Mitt Romney on the stump, singles at the bar, car salesmen on the lot: All sorts of people are practicing the art of persuasion, with varying degrees of success.
We like to think that we make our own decisions, that we’re in control. But we’re all open to persuasion by others, says Robert Cialdini, professor emeritus of psychology at Arizona State University and author of “Influence: The Psychology of Persuasion.”
Humans have been testing their own trial-and-error persuasion techniques forever, Cialdini says. Now, for better or worse, the professionals are moving in. Or, as he puts it, “the art of persuasion has turned into a science.”
Through experiments and real-world observations, researchers have unlocked some of the mysteries of persuasion: what works, what doesn’t work and why so many of us end up with candidates, dates and cars that we never really wanted.
People who learn these secrets can keep themselves from getting duped, Cialdini says. With practice, they can even reach the ultimate goal: getting others to do their bidding.
Strategic persuasion can pay huge dividends, adds Steve Martin (not the guy you’re thinking of, but Cialdini’s colleague and the British director of the consulting company Cialdini founded, Influenceatwork.com). For example, the British government recently asked him for advice to encourage delinquent taxpayers to pay up. Martin suggested a simple tactic: Instead of threatening people with fines, the government should send out a letter saying that the great majority of Brits pay their taxes on time.

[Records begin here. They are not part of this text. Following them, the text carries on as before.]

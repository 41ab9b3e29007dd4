//! # JSON-RPC 2.0 Protocol Engine
//!
//! A pure, transport-agnostic JSON-RPC 2.0 implementation: the wire-level
//! message model with its strict encode/decode rules, the parameter and
//! return value codecs, and the server-side dispatch engine. No
//! transport-specific code lives here - delivering bytes is the job of an
//! external transporter.
//!
//! ## Features
//! - Full JSON-RPC 2.0 message compliance, tested against literal wire text
//! - Transport agnostic (works with HTTP, WebSocket, TCP, queues, etc.)
//! - Pluggable operation resolution and per-argument type conversion
//! - Every dispatch failure mapped to a standard wire error code

pub mod convert;
pub mod diagnostics;
pub mod error;
pub mod params;
pub mod request;
pub mod response;
pub mod return_value;
pub mod signature;
pub mod types;

#[cfg(feature = "async")]
pub mod executor;

pub mod prelude;

// Re-export main types
pub use convert::{ConvertError, StrictConverter, TypeConverter};
pub use diagnostics::{DiagnosticConfig, failure_to_value};
pub use error::{CodecError, ErrorKind, ErrorObject};
pub use params::{ParameterDeserializer, ParameterError, ParameterSerializer};
pub use request::{JsonRpcRequest, RequestParams};
pub use response::{JsonRpcResponse, ResponseId, ResponsePayload};
pub use return_value::{ReturnValueDeserializer, ReturnValueError, ReturnValueSerializer};
pub use signature::{OperationSignature, ParamSpec, TypeHint};
pub use types::{ProtocolVersion, RequestId};

#[cfg(feature = "async")]
pub use executor::{
    Executor, FunctionOperation, InvokeError, Operation, OperationRegistry, RegistryError,
    ResolveError, Resolver,
};

/// JSON-RPC 2.0 version constant
pub const JSONRPC_VERSION: &str = "2.0";

/// Wire field names, bit-exact per the JSON-RPC 2.0 specification
pub mod fields {
    pub const VERSION: &str = "jsonrpc";
    pub const METHOD: &str = "method";
    pub const PARAMS: &str = "params";
    pub const ID: &str = "id";
    pub const RESULT: &str = "result";
    pub const ERROR: &str = "error";
    pub const CODE: &str = "code";
    pub const MESSAGE: &str = "message";
    pub const DATA: &str = "data";
}

/// Standard and extension JSON-RPC error codes
pub mod error_codes {
    pub const PARSE_ERROR: i64 = -32700;
    pub const INVALID_REQUEST: i64 = -32600;
    pub const METHOD_NOT_FOUND: i64 = -32601;
    pub const INVALID_PARAMS: i64 = -32602;
    pub const INTERNAL_ERROR: i64 = -32603;

    // Implementation extension range
    pub const REQUEST_FAILURE: i64 = -32901;
    pub const CONVERT_PARAMS_FAILURE: i64 = -32902;
    pub const CONVERT_RETURN_VALUE_FAILURE: i64 = -32903;
}
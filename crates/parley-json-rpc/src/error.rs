use std::fmt;
use std::hash::{Hash, Hasher};

use serde::{Deserialize, Serialize};
use serde_json::{Map, Value};
use thiserror::Error;

use crate::fields;

/// The fixed catalogue of protocol error conditions.
///
/// The first five are the standard JSON-RPC 2.0 codes; the `-329xx` range
/// holds the implementation extension codes.
#[derive(Debug, Clone, Copy, PartialEq, Eq, Hash)]
pub enum ErrorKind {
    ParseError,
    InvalidRequest,
    MethodNotFound,
    InvalidParams,
    InternalError,
    /// Client-only: the transporter failed to deliver the request.
    RequestFailure,
    ConvertParamsFailure,
    ConvertReturnValueFailure,
}

impl ErrorKind {
    pub fn code(&self) -> i64 {
        match self {
            ErrorKind::ParseError => -32700,
            ErrorKind::InvalidRequest => -32600,
            ErrorKind::MethodNotFound => -32601,
            ErrorKind::InvalidParams => -32602,
            ErrorKind::InternalError => -32603,
            ErrorKind::RequestFailure => -32901,
            ErrorKind::ConvertParamsFailure => -32902,
            ErrorKind::ConvertReturnValueFailure => -32903,
        }
    }

    pub fn message(&self) -> &'static str {
        match self {
            ErrorKind::ParseError => "Parse request error",
            ErrorKind::InvalidRequest => "Invalid request",
            ErrorKind::MethodNotFound => "Method not found",
            ErrorKind::InvalidParams => "Invalid params",
            ErrorKind::InternalError => "Internal error",
            ErrorKind::RequestFailure => "Request failure",
            ErrorKind::ConvertParamsFailure => "Convert parameter failure",
            ErrorKind::ConvertReturnValueFailure => "Convert return value failure",
        }
    }

    /// Build a wire error with the default message and no data.
    pub fn to_error(&self) -> ErrorObject {
        ErrorObject::new(self.code(), self.message(), None)
    }

    /// Build a wire error with the default message and attached data.
    pub fn to_error_with_data(&self, data: Value) -> ErrorObject {
        ErrorObject::new(self.code(), self.message(), Some(data))
    }

    /// Build a wire error with an overridden message.
    pub fn to_error_with(&self, message: impl Into<String>, data: Option<Value>) -> ErrorObject {
        ErrorObject::new(self.code(), message, data)
    }
}

impl fmt::Display for ErrorKind {
    fn fmt(&self, f: &mut fmt::Formatter<'_>) -> fmt::Result {
        write!(f, "{}: {}", self.code(), self.message())
    }
}

/// The `{code, message, data}` structure - the only error representation
/// that crosses the protocol boundary.
#[derive(Debug, Clone, PartialEq, Eq)]
pub struct ErrorObject {
    pub code: i64,
    pub message: String,
    pub data: Option<Value>,
}

impl ErrorObject {
    pub fn new(code: i64, message: impl Into<String>, data: Option<Value>) -> Self {
        Self {
            code,
            message: message.into(),
            data,
        }
    }

    pub fn to_value(&self) -> Value {
        let mut object = Map::new();
        object.insert(fields::CODE.to_string(), Value::from(self.code));
        object.insert(fields::MESSAGE.to_string(), Value::from(self.message.clone()));
        if let Some(data) = &self.data {
            object.insert(fields::DATA.to_string(), data.clone());
        }
        Value::Object(object)
    }

    /// Decodes an `error` member. Requires an object with an integer `code`
    /// and a string `message`; `data` is free-form and optional.
    pub fn from_value(node: &Value) -> Result<Self, CodecError> {
        let Value::Object(object) = node else {
            return Err(CodecError::ErrorNotAnObject);
        };
        let code = object
            .get(fields::CODE)
            .and_then(Value::as_i64)
            .ok_or(CodecError::InvalidErrorCode)?;
        let message = match object.get(fields::MESSAGE) {
            Some(Value::String(message)) => message.clone(),
            _ => return Err(CodecError::InvalidErrorMessage),
        };
        let data = match object.get(fields::DATA) {
            None | Some(Value::Null) => None,
            Some(data) => Some(data.clone()),
        };
        Ok(ErrorObject::new(code, message, data))
    }
}

// Hashing must stay structural over all three fields; `Value` has no `Hash`
// impl, so the data node is hashed through its canonical rendering.
impl Hash for ErrorObject {
    fn hash<H: Hasher>(&self, state: &mut H) {
        self.code.hash(state);
        self.message.hash(state);
        if let Some(data) = &self.data {
            data.to_string().hash(state);
        }
    }
}

impl fmt::Display for ErrorObject {
    fn fmt(&self, f: &mut fmt::Formatter<'_>) -> fmt::Result {
        write!(f, "[{}] {}", self.code, self.message)
    }
}

impl Serialize for ErrorObject {
    fn serialize<S>(&self, serializer: S) -> Result<S::Ok, S::Error>
    where
        S: serde::Serializer,
    {
        self.to_value().serialize(serializer)
    }
}

impl<'de> Deserialize<'de> for ErrorObject {
    fn deserialize<D>(deserializer: D) -> Result<Self, D::Error>
    where
        D: serde::Deserializer<'de>,
    {
        let node = Value::deserialize(deserializer)?;
        ErrorObject::from_value(&node).map_err(serde::de::Error::custom)
    }
}

impl From<ErrorKind> for ErrorObject {
    fn from(kind: ErrorKind) -> Self {
        kind.to_error()
    }
}

/// Violations of the wire-level message rules, raised while decoding or
/// encoding request/response payloads.
#[derive(Debug, Error)]
pub enum CodecError {
    #[error("invalid JSON: {0}")]
    Json(#[from] serde_json::Error),

    #[error("the payload is not a JSON object")]
    NotAnObject,

    #[error("the `jsonrpc` version field is missing")]
    MissingVersion,

    #[error("the `jsonrpc` version field must be a string")]
    VersionNotAString,

    #[error("unsupported JSON-RPC version: {0}")]
    UnsupportedVersion(String),

    #[error("the `method` field is missing")]
    MissingMethod,

    #[error("the `method` field must be a string")]
    MethodNotAString,

    #[error("the `params` field must be an array or an object, found {0}")]
    InvalidParams(&'static str),

    #[error("the `id` field must be a string or a number, found {0}")]
    InvalidRequestId(&'static str),

    #[error("a response must contain an `id` field")]
    MissingResponseId,

    #[error("the response `id` field must be a string, a number or null, found {0}")]
    InvalidResponseId(&'static str),

    #[error("the response contains both `result` and `error` fields")]
    ResultAndError,

    #[error("the response contains neither a `result` nor an `error` field")]
    ResultOrErrorMissing,

    #[error("the `error` field must be an object")]
    ErrorNotAnObject,

    #[error("the error `code` field is missing or not an integer")]
    InvalidErrorCode,

    #[error("the error `message` field is missing or not a string")]
    InvalidErrorMessage,
}
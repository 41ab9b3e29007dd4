use std::sync::Arc;

use serde_json::Value;
use thiserror::Error;

use crate::convert::{ConvertError, StrictConverter, TypeConverter};
use crate::response::JsonRpcResponse;
use crate::signature::OperationSignature;

/// Failure raised by the return value codec.
#[derive(Debug, Error)]
pub enum ReturnValueError {
    #[error("an error response carries no return value")]
    ErrorResponse,

    #[error("return value conversion failed: {0}")]
    Convert(#[source] ConvertError),
}

/// Server-side: turns an operation's return value into the response
/// `result` node.
pub struct ReturnValueSerializer {
    converter: Arc<dyn TypeConverter>,
}

impl ReturnValueSerializer {
    pub fn new(converter: Arc<dyn TypeConverter>) -> Self {
        Self { converter }
    }

    /// `None` is the explicit "no return value" and encodes as JSON null;
    /// anything else is converted against the declared return hint.
    pub fn serialize(
        &self,
        signature: &OperationSignature,
        value: Option<Value>,
    ) -> Result<Value, ReturnValueError> {
        match value {
            None => Ok(Value::Null),
            Some(value) => self
                .converter
                .to_node(value, &signature.returns)
                .map_err(ReturnValueError::Convert),
        }
    }
}

impl Default for ReturnValueSerializer {
    fn default() -> Self {
        Self::new(Arc::new(StrictConverter))
    }
}

/// Client-side: turns a success response's `result` node into the typed
/// return value.
pub struct ReturnValueDeserializer {
    converter: Arc<dyn TypeConverter>,
}

impl ReturnValueDeserializer {
    pub fn new(converter: Arc<dyn TypeConverter>) -> Self {
        Self { converter }
    }

    /// Callers must check `is_error()` first; handing an error response to
    /// this codec is a usage error, not a conversion failure.
    pub fn deserialize(
        &self,
        signature: &OperationSignature,
        response: &JsonRpcResponse,
    ) -> Result<Value, ReturnValueError> {
        let result = response.result().ok_or(ReturnValueError::ErrorResponse)?;
        self.converter
            .to_value(result, &signature.returns)
            .map_err(ReturnValueError::Convert)
    }
}

impl Default for ReturnValueDeserializer {
    fn default() -> Self {
        Self::new(Arc::new(StrictConverter))
    }
}
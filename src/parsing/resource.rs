//! Resource Series Parsing
//!
//! Reads the per-metric text files Remora leaves in its output directory.
//! Each useful line starts with a timestamp followed by whitespace
//! separated columns, for example:
//!
//! ```text
//! # time cpu_user cpu_sys
//! 2024-01-01 12:00:05 42.0 3.1
//! 1704110405 41.7 2.9
//! ```

use std::fs;
use std::path::{Path, PathBuf};

use log::{debug, info, warn};
use once_cell::sync::Lazy;
use regex::Regex;

use super::decode::read_lines_lossy;
use super::timestamp::{parse_line_timestamp, Timestamp};
use crate::config::CorrelationConfig;
use crate::error::Result;

static DATE_TOKEN: Lazy<Regex> =
    Lazy::new(|| Regex::new(r"^[0-9]{4}-[0-9]{2}-[0-9]{2}").expect("valid date token regex"));

static TIME_TOKEN: Lazy<Regex> =
    Lazy::new(|| Regex::new(r"^[0-9]{2}:[0-9]{2}:[0-9]{2}").expect("valid time token regex"));

/// A single timestamped line from a resource file.
#[derive(Debug, Clone, PartialEq)]
pub struct Sample {
    /// When the sample was taken
    pub timestamp: Timestamp,
    /// Numeric columns following the timestamp
    pub values: Vec<f64>,
    /// Trimmed source line
    pub raw_line: String,
}

/// Samples per resource file, keyed by lowercased file name.
///
/// Keys iterate in first-insertion order. Inserting an existing key
/// replaces its samples without moving it.
#[derive(Debug, Clone, Default, PartialEq)]
pub struct SeriesTable {
    entries: Vec<(String, Vec<Sample>)>,
}

impl SeriesTable {
    /// Creates an empty table.
    pub fn new() -> Self {
        Self::default()
    }

    /// Inserts or replaces the samples for a key.
    pub fn insert(&mut self, key: impl Into<String>, samples: Vec<Sample>) {
        let key = key.into();
        match self.entries.iter_mut().find(|(k, _)| *k == key) {
            Some(entry) => entry.1 = samples,
            None => self.entries.push((key, samples)),
        }
    }

    /// Returns the samples for a key.
    pub fn get(&self, key: &str) -> Option<&[Sample]> {
        self.entries
            .iter()
            .find(|(k, _)| k == key)
            .map(|(_, samples)| samples.as_slice())
    }

    /// Returns keys in table order.
    pub fn keys(&self) -> impl Iterator<Item = &str> {
        self.entries.iter().map(|(k, _)| k.as_str())
    }

    /// Iterates over `(key, samples)` in table order.
    pub fn iter(&self) -> impl Iterator<Item = (&str, &[Sample])> {
        self.entries
            .iter()
            .map(|(k, samples)| (k.as_str(), samples.as_slice()))
    }

    pub fn len(&self) -> usize {
        self.entries.len()
    }

    pub fn is_empty(&self) -> bool {
        self.entries.is_empty()
    }
}

/// Parses every metric file under a directory.
///
/// A missing directory yields an empty table. Files without any
/// timestamped line are left out.
pub fn parse_resource_series(dir: &Path, config: &CorrelationConfig) -> Result<SeriesTable> {
    let mut table = SeriesTable::new();

    if !dir.is_dir() {
        info!("Resource directory not found: {}", dir.display());
        return Ok(table);
    }

    let mut candidates = Vec::new();
    collect_candidate_files(dir, config, &mut candidates);
    debug!("Found {} candidate metric files", candidates.len());

    for path in candidates {
        let Some(key) = series_key(&path) else {
            continue;
        };

        let samples = parse_series_file(&path)?;
        if samples.is_empty() {
            debug!("No samples in {}", path.display());
            continue;
        }

        debug!("Parsed {} samples from {}", samples.len(), path.display());
        table.insert(key, samples);
    }

    info!("Parsed {} resource series from {}", table.len(), dir.display());
    Ok(table)
}

/// Parses all samples from one resource file, in line order.
pub fn parse_series_file(path: &Path) -> Result<Vec<Sample>> {
    let lines = read_lines_lossy(path)?;
    Ok(lines.iter().filter_map(|line| parse_sample_line(line)).collect())
}

/// Parses one resource line into a sample.
///
/// Blank lines, `#` comments and lines without a leading timestamp give
/// `None`. Non-numeric columns are skipped.
pub fn parse_sample_line(line: &str) -> Option<Sample> {
    let trimmed = line.trim();
    if trimmed.is_empty() || trimmed.starts_with('#') {
        return None;
    }

    let timestamp = parse_line_timestamp(line)?;

    let all_tokens: Vec<&str> = trimmed.split_whitespace().collect();
    let mut tokens = all_tokens.as_slice();
    if let Some((first, rest)) = tokens.split_first() {
        if is_timestamp_token(first) {
            tokens = rest;
            if let Some((second, rest)) = tokens.split_first() {
                if TIME_TOKEN.is_match(second) {
                    tokens = rest;
                }
            }
        }
    }

    let values = tokens
        .iter()
        .filter_map(|token| token.parse::<f64>().ok())
        .collect();

    Some(Sample {
        timestamp,
        values,
        raw_line: trimmed.to_string(),
    })
}

fn is_timestamp_token(token: &str) -> bool {
    let all_digits = !token.is_empty() && token.bytes().all(|b| b.is_ascii_digit());
    all_digits || DATE_TOKEN.is_match(token)
}

/// Lowercased file name used as the table key.
fn series_key(path: &Path) -> Option<String> {
    path.file_name()
        .map(|name| name.to_string_lossy().to_lowercase())
}

/// Walks `dir` top-down, collecting metric files.
///
/// Within a directory, files come before subdirectories and both are
/// visited in name order. Unreadable directories and symlinks to
/// directories are skipped.
fn collect_candidate_files(dir: &Path, config: &CorrelationConfig, out: &mut Vec<PathBuf>) {
    let entries = match fs::read_dir(dir) {
        Ok(entries) => entries,
        Err(e) => {
            warn!("Skipping unreadable directory {}: {}", dir.display(), e);
            return;
        }
    };

    let mut files = Vec::new();
    let mut subdirs = Vec::new();

    for entry in entries.flatten() {
        let path = entry.path();
        // Symlinked directories are not descended into; symlinked files count
        let is_real_dir = entry.file_type().map(|t| t.is_dir()).unwrap_or(false);
        if is_real_dir {
            subdirs.push(path);
        } else if path.is_file() {
            files.push(path);
        }
    }

    files.sort();
    subdirs.sort();

    for file in files {
        let matches = file
            .file_name()
            .map(|name| config.is_metric_file(&name.to_string_lossy()))
            .unwrap_or(false);
        if matches {
            out.push(file);
        }
    }

    for subdir in subdirs {
        collect_candidate_files(&subdir, config, out);
    }
}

That kind of peer pressure works. “So far, they’ve collected about $1 billion more than they would have otherwise,” Martin says.
Cialdini’s own research has identified six “weapons of persuasion” that can bring people to your side. Read and learn:
A rare find: Job seekers should do more than make the case that they’re right for a job; according to Cialdini, they should present themselves as a unique fit. As he explains, nobody wants to miss out on a scarce opportunity. The allure of scarcity explains why people line up at Best Buy at 4:30 a.m. on Black Friday and why inside info is valued more than common knowledge.
Count on payback: “Reciprocity is a part of every society,” Cialdini says. A classic experiment from the 1970s found that people bought twice as many raffle tickets from a stranger if he first gave them a can of Coke — proof that even tiny favors can work to your advantage. Likewise, your buddy is more likely to help you move that couch if you’ve ever given him a ride to the airport.
Be likable: A tough assignment for some, that’s for sure. But Cialdini’s research has found that a little easygoing pleasantness can be just as persuasive as talent or actual ability. Perhaps unfairly, looks count too: A study of Canadian elections, for example, found that attractive candidates received more votes than their less-blessed opponents,, even though voters claimed they didn’t care about appearances.
Society’s seal of approval: Your friend is more likely to try something — recycle, eat at the new tapas place, watch “Glee” — if you mention that lots of other people are doing it. That’s why his letter to Brit taxpayers was a billion-dollar success, Martin says. People may not want to follow the herd, Cialdini adds, but they do assume that other people make choices for a reason.
Play the consistency card: People will go to great lengths to avoid seeming flaky or wishy-washy. As Cialdini explains in his book, car salesmen exploit this trait by making fantastic “lowball” offers to potential customers. Once a customer decides to buy a car, he’s unlikely to want to flake out on the deal even if the price mysteriously balloons — Oops! There was a mistake! — before he gets the keys. Or, for a less slimy example, you’re more likely to get that raise or a promotion if you remind your boss that she has a long history of treating her employees well. (Surely she wouldn’t want to change her tune now.)
Speak from authority: Your suggestions will go a lot further if people think you’re pulling them from somewhere other than thin air. Martin has an example: In a recent study, a real estate company significantly increased home sales when the receptionist took a moment to inform potential customers of each agent’s credentials and experience. “The statements were true,” Martin says, “they didn’t cost anything — and they worked.”